Delaware   0-17972   41-1532464
         
(State of Incorporation)   (Commission file number)   (I.R.S. Employer Identification No.)
         
11001 Bren Road East, Minnetonka, Minnesota       55343
         
(Address of principal executive offices)       (Zip Code)
Telephone Number: (952) 912-3444
(Registrant’s telephone number, including area code)
     Check the appropriate box below if the Form 8-K filing is intended to simultaneously satisfy the filing obligation of the registrant under any of the following provisions (see General Instruction A.2. below):
     o Written communications pursuant to Rule 425 under the Securities Act (17 CFR 230.425)
     o Soliciting material pursuant to Rule 14a-12 under the Exchange Act (17 CFR 240.14a-12)
     o Pre-commencement communications pursuant to Rule 14d-2(b) under the Exchange Act (17 CFR 240.14d-2(b))

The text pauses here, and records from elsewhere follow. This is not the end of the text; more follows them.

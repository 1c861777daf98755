//! Error types for invite-triage.

use std::time::Duration;

/// Top-level error type for a triage run.
#[derive(Debug, thiserror::Error)]
pub enum Error {
    #[error("Configuration error: {0}")]
    Config(#[from] ConfigError),

    #[error("Session error: {0}")]
    Session(#[from] SessionError),

    #[error("LLM error: {0}")]
    Llm(#[from] LlmError),
}

/// Configuration-related errors.
#[derive(Debug, thiserror::Error)]
pub enum ConfigError {
    #[error("Missing required environment variable: {0}")]
    MissingEnvVar(String),

    #[error("Invalid configuration value for {key}: {message}")]
    InvalidValue { key: String, message: String },
}

impl ConfigError {
    pub(crate) fn invalid(key: &str, message: impl Into<String>) -> Self {
        Self::InvalidValue {
            key: key.to_string(),
            message: message.into(),
        }
    }
}

/// Browser session errors.
///
/// `NotFound` and `Timeout` are recoverable "no data" signals; the rest are
/// transport failures.
#[derive(Debug, thiserror::Error)]
pub enum SessionError {
    #[error("No element matched selector {selector}")]
    NotFound { selector: String },

    #[error("Timed out after {timeout:?} waiting for {what}")]
    Timeout { what: String, timeout: Duration },

    #[error("Transport failure: {0}")]
    Transport(String),

    #[error("WebDriver error {error}: {message}")]
    Protocol { error: String, message: String },

    #[error("Unexpected WebDriver response: {0}")]
    InvalidResponse(String),
}

impl SessionError {
    /// Whether this error only means "the thing we looked for is not there".
    pub fn is_not_found(&self) -> bool {
        matches!(self, Self::NotFound { .. } | Self::Timeout { .. })
    }
}

impl From<reqwest::Error> for SessionError {
    fn from(err: reqwest::Error) -> Self {
        if err.is_timeout() {
            SessionError::Timeout {
                what: err
                    .url()
                    .map(|u| u.to_string())
                    .unwrap_or_else(|| "webdriver response".to_string()),
                timeout: Duration::ZERO,
            }
        } else {
            SessionError::Transport(err.to_string())
        }
    }
}

/// LLM provider errors.
#[derive(Debug, thiserror::Error)]
pub enum LlmError {
    #[error("Provider {provider} request failed: {reason}")]
    RequestFailed { provider: String, reason: String },

    #[error("Invalid response from {provider}: {reason}")]
    InvalidResponse { provider: String, reason: String },

    #[error("Authentication failed for provider {provider}")]
    AuthFailed { provider: String },
}

/// Rejection log persistence errors.
#[derive(Debug, thiserror::Error)]
pub enum RejectionLogError {
    #[error("Failed to append to {path}: {source}")]
    Append {
        path: String,
        #[source]
        source: std::io::Error,
    },
}

/// Per-candidate failures that abort one evaluation but never the run.
#[derive(Debug, thiserror::Error)]
pub enum TriageError {
    #[error("Risk classification failed: {0}")]
    Classification(#[from] LlmError),

    #[error("Profile could not be loaded: {0}")]
    Profile(#[from] SessionError),

    #[error("Invitation card has no profile link")]
    MissingProfileLink,

    #[error("Invitation card link {href} is not a profile URL")]
    InvalidProfileLink { href: String },
}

     o Pre-commencement communications pursuant to Rule 13e-4(c) under the Exchange Act (17 CFR 240.13e-4(c))
 
 

 


 

Item 1.01 Entry Into a Material Definitive Agreement.
     The information set forth under Item 2.01 of this Current Report on Form 8-K is also responsive to this Item 1.01 and is hereby incorporated in this Item 1.01 by reference.

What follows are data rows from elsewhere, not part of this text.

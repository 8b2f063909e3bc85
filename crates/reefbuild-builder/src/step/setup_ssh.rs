//! SSH endpoint resolution

use crate::config::PreparedConfig;
use crate::error::{BuildError, Result};
use crate::state::BuildState;
use crate::step::Step;
use async_trait::async_trait;
use std::sync::Arc;
use tokio::time::Instant;

/// Polls for SSH access credentials becoming available and publishes the
/// resolved host/port. Credentials themselves are left for the remote-shell
/// connector to fetch, they rotate per connection.
pub struct SetupSshStep {
    config: Arc<PreparedConfig>,
}

impl SetupSshStep {
    pub fn new(config: Arc<PreparedConfig>) -> Self {
        Self { config }
    }
}

#[async_trait]
impl Step for SetupSshStep {
    fn name(&self) -> &'static str {
        "setup-ssh"
    }

    async fn run(&self, state: &mut BuildState) -> Result<()> {
        let client = state.client()?;
        let resource_uid = state
            .resource
            .as_ref()
            .ok_or(BuildError::StateMissing("application resource"))?
            .uid
            .clone();

        tracing::info!("Setting up SSH connectivity");

        let budget = self.config.connection_timeout;
        let max_retries = self.config.connection_retries;
        let deadline = Instant::now() + budget;
        let mut ticker = tokio::time::interval(self.config.tuning.access_interval);
        let mut attempts: u32 = 0;

        loop {
            tokio::select! {
                _ = tokio::time::sleep_until(deadline) => {
                    return Err(BuildError::Timeout { what: "SSH access availability", after: budget });
                }
                _ = ticker.tick() => {
                    attempts += 1;
                    if attempts > max_retries {
                        return Err(BuildError::RetriesExceeded {
                            what: "SSH access availability",
                            attempts: max_retries,
                        });
                    }

                    tracing::info!(attempt = attempts, max = max_retries, "Checking SSH access availability");

                    // Only "not published yet" keeps the loop going; a real
                    // API failure aborts immediately.
                    let Some(access) = client.get_resource_access(&resource_uid).await? else {
                        tracing::info!("SSH access not available yet, retrying");
                        continue;
                    };

                    let (host, port) = match parse_address(&access.address) {
                        Some(parsed) => parsed,
                        None => {
                            let ssh = &self.config.config.ssh;
                            tracing::warn!(
                                address = %access.address,
                                fallback_host = %ssh.host,
                                fallback_port = ssh.port,
                                "Unable to parse SSH address, falling back to configured defaults"
                            );
                            (ssh.host.clone(), ssh.port)
                        }
                    };

                    tracing::info!(host = %host, port, "SSH endpoint resolved");
                    state.generated.ssh_host = Some(host);
                    state.generated.ssh_port = Some(port);
                    return Ok(());
                }
            }
        }
    }
}

/// Parse `host:port`; anything but exactly two colon-separated fields with a
/// numeric port is unparsable.
fn parse_address(addr: &str) -> Option<(String, u16)> {
    let mut parts = addr.split(':');
    let host = parts.next()?;
    let port = parts.next()?;
    if parts.next().is_some() || host.is_empty() {
        return None;
    }
    let port: u16 = port.parse().ok()?;
    Some((host.to_string(), port))
}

Item 2.01. Completion of Acquisition or Disposition of Assets.
     On April 28, 2008, Digi International Limited (“Buyer”), a private limited company and wholly owned subsidiary of Digi International Inc. (the “Company”) entered into and closed a Share Purchase Agreement, dated as of April 28, 2008, with all of the shareholders of Sarian Systems Limited (“Sarian”), a private limited company (the “Agreement”). Pursuant to the terms of the Agreement, the Buyer purchased all of the issued share capital (the “Transaction”) for an aggregate cash purchase price of US $30,500,000 (the “Purchase Price”), which includes approximately US $2,500,000 for Sarian’s cash. The Purchase Price is subject to adjustment on a pound for pound basis upwards if the net asset value of Sarian (based on the closing accounts) exceeds GBP 2,418,223. The Purchase Price is subject to adjustment on a pound for pound basis downwards if the net asset value of Sarian (based on the closing accounts) is less than GBP 2,318,223. Sarian will continue operations as a wholly-owned subsidiary of the Buyer.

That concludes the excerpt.